SOURCE MATERIAL: Begin
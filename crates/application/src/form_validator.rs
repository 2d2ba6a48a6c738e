//! Save-time evaluation of declared form rules.

use std::collections::HashSet;
use std::sync::Arc;

use warden_core::{AppError, AppResult, FieldError};
use warden_domain::{
    DATETIME_EDITOR_FORMAT, EditorKind, FieldRule, FormDeclaration, FormField, parse_datetime,
    within_one_year,
};

use crate::{FormSubmission, UniquenessProbe};

/// Evaluates every rule of a form declaration against a submission.
#[derive(Clone)]
pub struct FormValidator {
    probe: Arc<dyn UniquenessProbe>,
}

impl FormValidator {
    /// Creates a validator backed by a uniqueness probe.
    #[must_use]
    pub fn new(probe: Arc<dyn UniquenessProbe>) -> Self {
        Self { probe }
    }

    /// Checks the submission and returns every violation at once as
    /// [`AppError::InvalidFields`]. Fields that are not submitted are skipped.
    pub async fn validate(
        &self,
        declaration: &FormDeclaration,
        submission: &FormSubmission,
    ) -> AppResult<()> {
        let mut errors = Vec::new();

        for field in declaration
            .fields()
            .iter()
            .filter(|field| field.mutability().submits())
        {
            self.check_field(field, submission, &mut errors).await?;
        }

        if errors.is_empty() {
            Ok(())
        } else {
            Err(AppError::InvalidFields(errors))
        }
    }

    async fn check_field(
        &self,
        field: &FormField,
        submission: &FormSubmission,
        errors: &mut Vec<FieldError>,
    ) -> AppResult<()> {
        let name = field.name();
        let blank = submission.is_blank(name);
        let violations_before = errors.len();

        for rule in field.rules() {
            match rule {
                FieldRule::Required if blank => {
                    errors.push(FieldError::new(name, "this field is required"));
                }
                FieldRule::Same { field: other } => {
                    let other_blank = submission.is_blank(other);
                    if (!blank || !other_blank)
                        && submission.text_or_empty(name) != submission.text_or_empty(other)
                    {
                        errors.push(FieldError::new(name, format!("must match {other}")));
                    }
                }
                _ => {}
            }
        }

        if blank {
            return Ok(());
        }

        if let Some(message) = editor_violation(field, submission) {
            errors.push(FieldError::new(name, message));
        }

        if errors.len() > violations_before {
            return Ok(());
        }

        for rule in field.rules() {
            match rule {
                FieldRule::Required | FieldRule::Same { .. } => {}
                FieldRule::Length { min, max } => {
                    let count = submission.text_or_empty(name).chars().count();
                    if let Some(min) = min.filter(|min| count < *min) {
                        errors.push(FieldError::new(
                            name,
                            format!("must be at least {min} characters"),
                        ));
                    }
                    if let Some(max) = max.filter(|max| count > *max) {
                        errors.push(FieldError::new(
                            name,
                            format!("may not be greater than {max} characters"),
                        ));
                    }
                }
                FieldRule::After { field: other, message } => {
                    let value = submission.datetime(name).ok().flatten();
                    let earlier = submission.datetime(other).ok().flatten();
                    let satisfied = matches!(
                        (earlier, value),
                        (Some(earlier), Some(value)) if value > earlier
                    );
                    if !satisfied {
                        errors.push(FieldError::new(name, message.clone()));
                    }
                }
                FieldRule::WithinYearOf { field: other, message } => {
                    let value = submission.datetime(name).ok().flatten();
                    let start = submission.datetime(other).ok().flatten();
                    if let (Some(start), Some(value)) = (start, value)
                        && !within_one_year(start, value)
                    {
                        errors.push(FieldError::new(name, message.clone()));
                    }
                }
                FieldRule::Unique { target, except } => {
                    let value = submission.text_or_empty(name);
                    if self
                        .probe
                        .value_exists(target, value.trim(), *except)
                        .await?
                    {
                        errors.push(FieldError::new(name, "has already been taken"));
                    }
                }
            }
        }

        Ok(())
    }
}

fn editor_violation(field: &FormField, submission: &FormSubmission) -> Option<String> {
    let name = field.name();
    match field.editor() {
        EditorKind::DateTime { .. } => {
            let text = submission.text(name)?;
            parse_datetime(&text)
                .err()
                .map(|_| format!("must be a date in {DATETIME_EDITOR_FORMAT} format"))
        }
        EditorKind::Select { options } | EditorKind::Radio { options, .. } => {
            let allowed: HashSet<i64> = options.iter().map(|option| option.value).collect();
            match submission.ids(name) {
                Ok(ids) if ids.iter().all(|id| allowed.contains(id)) => None,
                _ => Some("is not one of the available options".to_owned()),
            }
        }
        EditorKind::Tree { nodes, .. } => {
            let allowed: HashSet<i64> = nodes.iter().map(|node| node.id).collect();
            match submission.ids(name) {
                Ok(ids) if ids.iter().all(|id| allowed.contains(id)) => None,
                _ => Some("contains unknown entries".to_owned()),
            }
        }
        EditorKind::Display
        | EditorKind::Text
        | EditorKind::Image { .. }
        | EditorKind::Password => None,
    }
}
SOURCE MATERIAL: End
■ **PROBLEM TO WORK ON**
Output the data exactly, in full.

■ **COMPLETED EXERCISE**
filename crates/application/src/form_validator.rs
repository 2d2ba6a48a6c738e
//! Save-time evaluation of declared form rules.

use std::collections::HashSet;
use std::sync::Arc;

use warden_core::{AppError, AppResult, FieldError};
use warden_domain::{
    DATETIME_EDITOR_FORMAT, EditorKind, FieldRule, FormDeclaration, FormField, parse_datetime,
    within_one_year,
};

use crate::{FormSubmission, UniquenessProbe};

/// Evaluates every rule of a form declaration against a submission.
#[derive(Clone)]
pub struct FormValidator {
    probe: Arc<dyn UniquenessProbe>,
}

impl FormValidator {
    /// Creates a validator backed by a uniqueness probe.
    #[must_use]
    pub fn new(probe: Arc<dyn UniquenessProbe>) -> Self {
        Self { probe }
    }

    /// Checks the submission and returns every violation at once as
    /// [`AppError::InvalidFields`]. Fields that are not submitted are skipped.
    pub async fn validate(
        &self,
        declaration: &FormDeclaration,
        submission: &FormSubmission,
    ) -> AppResult<()> {
        let mut errors = Vec::new();

        for field in declaration
            .fields()
            .iter()
            .filter(|field| field.mutability().submits())
        {
            self.check_field(field, submission, &mut errors).await?;
        }

        if errors.is_empty() {
            Ok(())
        } else {
            Err(AppError::InvalidFields(errors))
        }
    }

    async fn check_field(
        &self,
        field: &FormField,
        submission: &FormSubmission,
        errors: &mut Vec<FieldError>,
    ) -> AppResult<()> {
        let name = field.name();
        let blank = submission.is_blank(name);
        let violations_before = errors.len();

        for rule in field.rules() {
            match rule {
                FieldRule::Required if blank => {
                    errors.push(FieldError::new(name, "this field is required"));
                }
                FieldRule::Same { field: other } => {
                    let other_blank = submission.is_blank(other);
                    if (!blank || !other_blank)
                        && submission.text_or_empty(name) != submission.text_or_empty(other)
                    {
                        errors.push(FieldError::new(name, format!("must match {other}")));
                    }
                }
                _ => {}
            }
        }

        if blank {
            return Ok(());
        }

        if let Some(message) = editor_violation(field, submission) {
            errors.push(FieldError::new(name, message));
        }

        if errors.len() > violations_before {
            return Ok(());
        }

        for rule in field.rules() {
            match rule {
                FieldRule::Required | FieldRule::Same { .. } => {}
                FieldRule::Length { min, max } => {
                    let count = submission.text_or_empty(name).chars().count();
                    if let Some(min) = min.filter(|min| count < *min) {
                        errors.push(FieldError::new(
                            name,
                            format!("must be at least {min} characters"),
                        ));
                    }
                    if let Some(max) = max.filter(|max| count > *max) {
                        errors.push(FieldError::new(
                            name,
                            format!("may not be greater than {max} characters"),
                        ));
                    }
                }
                FieldRule::After { field: other, message } => {
                    let value = submission.datetime(name).ok().flatten();
                    let earlier = submission.datetime(other).ok().flatten();
                    let satisfied = matches!(
                        (earlier, value),
                        (Some(earlier), Some(value)) if value > earlier
                    );
                    if !satisfied {
                        errors.push(FieldError::new(name, message.clone()));
                    }
                }
                FieldRule::WithinYearOf { field: other, message } => {
                    let value = submission.datetime(name).ok().flatten();
                    let start = submission.datetime(other).ok().flatten();
                    if let (Some(start), Some(value)) = (start, value)
                        && !within_one_year(start, value)
                    {
                        errors.push(FieldError::new(name, message.clone()));
                    }
                }
                FieldRule::Unique { target, except } => {
                    let value = submission.text_or_empty(name);
                    if self
                        .probe
                        .value_exists(target, value.trim(), *except)
                        .await?
                    {
                        errors.push(FieldError::new(name, "has already been taken"));
                    }
                }
            }
        }

        Ok(())
    }
}

fn editor_violation(field: &FormField, submission: &FormSubmission) -> Option<String> {
    let name = field.name();
    match field.editor() {
        EditorKind::DateTime { .. } => {
            let text = submission.text(name)?;
            parse_datetime(&text)
                .err()
                .map(|_| format!("must be a date in {DATETIME_EDITOR_FORMAT} format"))
        }
        EditorKind::Select { options } | EditorKind::Radio { options, .. } => {
            let allowed: HashSet<i64> = options.iter().map(|option| option.value).collect();
            match submission.ids(name) {
                Ok(ids) if ids.iter().all(|id| allowed.contains(id)) => None,
                _ => Some("is not one of the available options".to_owned()),
            }
        }
        EditorKind::Tree { nodes, .. } => {
            let allowed: HashSet<i64> = nodes.iter().map(|node| node.id).collect();
            match submission.ids(name) {
                Ok(ids) if ids.iter().all(|id| allowed.contains(id)) => None,
                _ => Some("contains unknown entries".to_owned()),
            }
        }
        EditorKind::Display
        | EditorKind::Text
        | EditorKind::Image { .. }
        | EditorKind::Password => None,
    }
}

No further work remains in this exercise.